E lì per lì non ci ho fatto molto caso, mi ronzava la testa, avevo le palpebre pesanti e il cicaleccio delle galline-asciugamano-in-testa mi innervosiva. Non vedevo l’ora di pagare e uscire, poi mi sarei rilavata i capelli da sola, a casa (lo faccio sempre).
Ha detto: perché non chiedi al vecchio Ruffo?
Ma, come dicevo, non c’ero con la testa, non ho associato il nome a un volto preciso, non sono riuscita a collegare l’informazione con il suggerimento. Non quella volta almeno.
Poi mi è successo di nuovo, al bar. Me ne stavo seduta in un angolo (davo perfino le spalle alla galleria) e bevevo il primo cappuccino della giornata. Ricordo che avevo due occhiaie enormi, quella mattina, e lo stomaco sembrava passato dentro un tritacarne. E’ stato proprio mentre valutavo l’opzione di chiudermi in uno dei bagni del corso e vomitare, in quel momento è arrivato Max, il cugino che non si capisce mai se lavora o fa finta. Lui, comunque, si è seduto accanto (addosso è più esatto) a me e ha iniziato a parlare. Blablabla e io ad annuire, altro non avrei potuto fare. La prima parte del monologo neanche la ricordo.
Finché: parola magica. Nel bel mezzo di un ‘ho sentito dire che’ e un altro ’se vi serve qualcosa’ mi ha sputato addosso: il Ruffo ci è passato, ormai più di dieci anni fa credo, è quasi centenario in effetti ma ne sa una più del diavolo.

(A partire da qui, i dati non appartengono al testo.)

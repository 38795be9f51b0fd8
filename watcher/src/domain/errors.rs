use std::error::Error;
use std::fmt;

use crate::infrastructure::feed::FeedError;
use crate::infrastructure::persistence::DbError;
use crate::infrastructure::queue::QueueError;

/// Error type for analysis cycles
#[derive(Debug)]
pub enum AnalyzerError {
    /// Entity address is not a 0x-prefixed 20-byte hex string
    InvalidAddressFormat(String),
    /// Upstream reported the wallet as unknown
    WalletNotFound { address: String, status: u16 },
    /// All upstream endpoints failed for a kind that cannot degrade
    UpstreamUnavailable(String),
    FeedError(FeedError),
    DbError(DbError),
    ProcessingError(String),
}

impl fmt::Display for AnalyzerError {
    fn fmt(&self, f: &mut fmt::Formatter<'_>) -> fmt::Result {
        match self {
            AnalyzerError::InvalidAddressFormat(address) => {
                write!(f, "INVALID_ADDRESS_FORMAT: '{}'", address)
            }
            AnalyzerError::WalletNotFound { address, status } => {
                write!(f, "Wallet {} not found (upstream status {})", address, status)
            }
            AnalyzerError::UpstreamUnavailable(msg) => {
                write!(f, "Upstream unavailable: {}", msg)
            }
            AnalyzerError::FeedError(e) => write!(f, "Feed error: {}", e),
            AnalyzerError::DbError(e) => write!(f, "Database error: {}", e),
            AnalyzerError::ProcessingError(msg) => write!(f, "Analysis error: {}", msg),
        }
    }
}

impl Error for AnalyzerError {
    fn source(&self) -> Option<&(dyn Error + 'static)> {
        match self {
            AnalyzerError::FeedError(e) => Some(e),
            AnalyzerError::DbError(e) => Some(e),
            _ => None,
        }
    }
}

impl From<FeedError> for AnalyzerError {
    fn from(error: FeedError) -> Self {
        match error {
            FeedError::NotFound { url, status } => AnalyzerError::WalletNotFound {
                address: url,
                status,
            },
            other => AnalyzerError::FeedError(other),
        }
    }
}

impl From<DbError> for AnalyzerError {
    fn from(error: DbError) -> Self {
        AnalyzerError::DbError(error)
    }
}

/// Error type for job submission and enrolment
#[derive(Debug)]
pub enum SchedulerError {
    /// Request rejected before any side effect
    ValidationError(String),
    DbError(DbError),
    QueueError(QueueError),
}

impl fmt::Display for SchedulerError {
    fn fmt(&self, f: &mut fmt::Formatter<'_>) -> fmt::Result {
        match self {
            SchedulerError::ValidationError(msg) => write!(f, "Validation error: {}", msg),
            SchedulerError::DbError(e) => write!(f, "Database error: {}", e),
            SchedulerError::QueueError(e) => write!(f, "Queue error: {}", e),
        }
    }
}

impl Error for SchedulerError {}

impl From<DbError> for SchedulerError {
    fn from(error: DbError) -> Self {
        SchedulerError::DbError(error)
    }
}

impl From<QueueError> for SchedulerError {
    fn from(error: QueueError) -> Self {
        SchedulerError::QueueError(error)
    }
}

/// Error type for job execution
#[derive(Debug)]
pub enum WorkerError {
    DbError(DbError),
    QueueError(QueueError),
    AnalyzerError(AnalyzerError),
    UnknownAction(String),
    ProcessingError(String),
}

impl fmt::Display for WorkerError {
    fn fmt(&self, f: &mut fmt::Formatter<'_>) -> fmt::Result {
        match self {
            WorkerError::DbError(e) => write!(f, "Database error: {}", e),
            WorkerError::QueueError(e) => write!(f, "Queue error: {}", e),
            WorkerError::AnalyzerError(e) => write!(f, "Analyzer error: {}", e),
            WorkerError::UnknownAction(action) => write!(f, "Unknown job action '{}'", action),
            WorkerError::ProcessingError(msg) => write!(f, "Worker error: {}", msg),
        }
    }
}

impl Error for WorkerError {
    fn source(&self) -> Option<&(dyn Error + 'static)> {
        match self {
            WorkerError::DbError(e) => Some(e),
            WorkerError::QueueError(e) => Some(e),
            WorkerError::AnalyzerError(e) => Some(e),
            _ => None,
        }
    }
}

impl From<DbError> for WorkerError {
    fn from(error: DbError) -> Self {
        WorkerError::DbError(error)
    }
}

impl From<QueueError> for WorkerError {
    fn from(error: QueueError) -> Self {
        WorkerError::QueueError(error)
    }
}

impl From<AnalyzerError> for WorkerError {
    fn from(error: AnalyzerError) -> Self {
        WorkerError::AnalyzerError(error)
    }
}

Ancora non saprei spiegare perché mi è rimasto impresso il nome, il registratore della mia mente erano guasto da mesi. Eppure quel particolare si è fissato da qualche parte, addosso credo, cucito tra la pelle della fronte per l’esattezza.
Piero Ruffo.
Che poi, era vero quello che mi ripetevano tutti: non avevo niente da perdere. Eppure l’intera faccenda la vivevo come una cosa mia, intima e incomprensibile, e l’idea di parlarne, o addirittura di chiedere consiglio a un vecchio decrepito che ignorava la mia esistenza; insomma. Non mi andava granché. Di dovergli spiegare il ‘perchè e per come’, di Simone soprattutto. Mi veniva la pelle d’oca al solo pensiero.
Ma dovevo.
Prima o poi avrei dovuto, era evidente.
Chiedere aiuto.
Ascoltare qualcuno che indossasse qualcosa di diverso dalla solita roba bianca e quel puzzo inconfondibile di Lysoform.
Comunque sia, è stato così che è iniziata la virata.

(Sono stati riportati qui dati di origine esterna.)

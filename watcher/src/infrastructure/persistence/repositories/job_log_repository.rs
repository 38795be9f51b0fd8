use sea_orm::{
    ActiveModelTrait, ColumnTrait, DatabaseConnection, EntityTrait, QueryFilter, QueryOrder,
    QuerySelect, Set,
};

use crate::domain::models::{LogLevel, LogSource, NewLogEntry};
use crate::infrastructure::persistence::entities::job_logs;
use crate::infrastructure::persistence::error::DbError;

/// Repository for the append-only job log streams
#[derive(Clone)]
pub struct JobLogRepository {
    conn: DatabaseConnection,
}

impl JobLogRepository {
    /// Create a new JobLogRepository
    pub fn new(conn: DatabaseConnection) -> Self {
        Self { conn }
    }

    /// Append one entry to a job's log stream
    pub async fn append(
        &self,
        job_id: &str,
        source: LogSource,
        entry: NewLogEntry,
    ) -> Result<(), DbError> {
        self.to_active_model(job_id, source, entry)
            .insert(&self.conn)
            .await?;
        Ok(())
    }

    /// Append entries preserving their order. Serial ids keep entries that
    /// share a timestamp in insertion order.
    pub async fn append_many(
        &self,
        job_id: &str,
        source: LogSource,
        entries: Vec<NewLogEntry>,
    ) -> Result<(), DbError> {
        if entries.is_empty() {
            return Ok(());
        }

        let records: Vec<job_logs::ActiveModel> = entries
            .into_iter()
            .map(|entry| self.to_active_model(job_id, source, entry))
            .collect();

        job_logs::Entity::insert_many(records)
            .exec(&self.conn)
            .await?;
        Ok(())
    }

    /// Read a job's log entries, newest first, optionally filtered
    pub async fn for_job(
        &self,
        job_id: &str,
        source: Option<LogSource>,
        level: Option<LogLevel>,
        limit: u64,
    ) -> Result<Vec<job_logs::Model>, DbError> {
        let mut query = job_logs::Entity::find().filter(job_logs::Column::JobId.eq(job_id));

        if let Some(source) = source {
            query = query.filter(job_logs::Column::Source.eq(source.as_str()));
        }
        if let Some(level) = level {
            query = query.filter(job_logs::Column::Level.eq(level.as_str()));
        }

        Ok(query
            .order_by_desc(job_logs::Column::Timestamp)
            .order_by_desc(job_logs::Column::Id)
            .limit(limit)
            .all(&self.conn)
            .await?)
    }

    /// Most recent ERROR entry of a job, if any
    pub async fn last_error(&self, job_id: &str) -> Result<Option<job_logs::Model>, DbError> {
        Ok(job_logs::Entity::find()
            .filter(job_logs::Column::JobId.eq(job_id))
            .filter(job_logs::Column::Level.eq(LogLevel::Error.as_str()))
            .order_by_desc(job_logs::Column::Timestamp)
            .order_by_desc(job_logs::Column::Id)
            .one(&self.conn)
            .await?)
    }

    /// Delete all log entries of a job
    pub async fn delete_for_job(&self, job_id: &str) -> Result<u64, DbError> {
        let result = job_logs::Entity::delete_many()
            .filter(job_logs::Column::JobId.eq(job_id))
            .exec(&self.conn)
            .await?;
        Ok(result.rows_affected)
    }

    fn to_active_model(
        &self,
        job_id: &str,
        source: LogSource,
        entry: NewLogEntry,
    ) -> job_logs::ActiveModel {
        job_logs::ActiveModel {
            job_id: Set(job_id.to_string()),
            source: Set(source.as_str().to_string()),
            timestamp: Set(entry.timestamp.into()),
            level: Set(entry.level.as_str().to_string()),
            message: Set(entry.message),
            function: Set(entry.function),
            duration_ms: Set(entry.duration_ms),
            details: Set(entry.details),
            ..Default::default()
        }
    }
}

Quando ho deciso che genere di madre non volevo essere ovvero una che accetta passivamente, che prega in ginocchio per ingannare l’attesa, piange ovunque, e annuisce mordendosi le labbra.
Una che se lo immagina già morto.
Mai. Quella precisa razza mi era aliena.

In ogni caso non è stato neanche troppo difficile. Decidere.
Non è stata una domanda consapevole, lo devo ammettere eppure dentro di me ne ho sentito il rimbombo.

Cosa sei disposta a fare per salvarlo?
Fin dove ti spingeresti per?

Forse qualcuno me lo ha chiesto davvero, in una delle infinite chiacchierate vuote dove mi obbligavano a fare la comparsa da quando. E’ come se tutti all’improvviso si fossero messi d’accordo per chiedere, preoccuparsi, suggerire, proporsi. La commessa della macelleria dove andavamo due, massimo tre volte, al mese. Il figlio del benzinaio che anche quando mi fermavo al self service si lanciava verso la pompa. I Bonfiglioli tutti, nonna, due figlie con annesse famiglie che abitavano nella bifamigliare in fondo alla nostra strada. Conoscenti vari incrociati per strada o al telefono. Teresa che se ne stava rintanata nel suo negozio di tessuti ma appena mi vedeva passare in paese sbucava all’improvviso e mi puntava. Tutti insomma. Ammetto che i piccoli paesi di campagna si annoiano trecentosessanta giorni l’anno. Per cui Simone era diventato i ‘cinque giorni di eccitazione’. Mi sono incazzata un paio di volte, per questo. Poi ho lasciato perdere. C’erano cose più importanti da affrontare.
Sta di fatto che, in mezzo al circo di periferia, Piero Ruffo era diventato un nome capace di rimbalzare e rincorrermi.
Una notte l’ho anche sognato.
Il giorno dopo ho suonato il suo campanello.